In the clinical setting, Tang and co-workers (1) demonstrated that the downregulation of miR-200b and miR-200c in primary gastric tissues is able to predict shorter survival. The prognostic significance of miR-200a and miR-200b downregulation in primary gastric tumors was also confirmed in a recent article in which these miRNAs were found to form part of a mesenchymal miRNA signature associated with poor outcome (15). In addition to their role in prognostic assessment, miRNAs from miR-200 family may also be related to resistance to systemic therapy in gastric cancer. Thus, in a recent paper, it has been shown that three miRNAs from miR-200 family (miR-141, miR-200a and miR-200b) are only expressed in 10-hydroxycamptothecin-sensitive gastric cancer cell lines (16).
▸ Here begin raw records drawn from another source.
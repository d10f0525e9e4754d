//! Line protocol read from stdin
//!
//! ```text
//! add <key> <value...>
//! remove <key>
//! flush
//! # comment
//! ```

use anyhow::{bail, Result};

/// One parsed input line
#[derive(Debug, Clone, PartialEq, Eq)]
pub enum Line {
    Add { key: String, value: String },
    Remove(String),
    Flush,
    /// Blank line or comment
    Skip,
}

pub fn parse_line(line: &str) -> Result<Line> {
    let line = line.trim();
    if line.is_empty() || line.starts_with('#') {
        return Ok(Line::Skip);
    }

    let (verb, rest) = match line.split_once(char::is_whitespace) {
        Some((verb, rest)) => (verb, rest.trim()),
        None => (line, ""),
    };

    match verb {
        "add" => {
            let Some((key, value)) = rest.split_once(char::is_whitespace) else {
                bail!("usage: add <key> <value>");
            };
            Ok(Line::Add {
                key: key.to_string(),
                value: value.trim().to_string(),
            })
        }
        "remove" => {
            if rest.is_empty() || rest.contains(char::is_whitespace) {
                bail!("usage: remove <key>");
            }
            Ok(Line::Remove(rest.to_string()))
        }
        "flush" => {
            if !rest.is_empty() {
                bail!("flush takes no arguments");
            }
            Ok(Line::Flush)
        }
        other => bail!("unknown command '{}'", other),
    }
}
The fact that gastric cancer cells expressing miR-200 may be more sensitive to chemotherapy could have a direct impact on the measure of outcomes: since only those patients over-expressing miR-200 are more sensitive to treatment, only these patients show better survival. And more importantly, this opens the door to the use of miRNAs from miR-200 family as hypothetical predictive biomarkers. The findings of Tang and co-workers (1) also could point to a potential therapeutic solution for gastric cancer patients with downregulation of miR-200 and poor response to treatment. Given that these patients show an overall increase in DNA methylation, a treatment option to explore could be the administration of any demethylating agent in combination with standard therapy. This therapeutic approach perhaps could restore the expression of key tumor suppressors (17), including miR-200 family, thus minimizing the invasive capacity of gastric cancer cells and increasing their sensitivity to conventional chemotherapy.


Acknowledgements

This work was in part supported by grant PI06-1541 (Instituto de Salud Carlos III, Spain).

Disclosure: The authors declare no conflict of interest.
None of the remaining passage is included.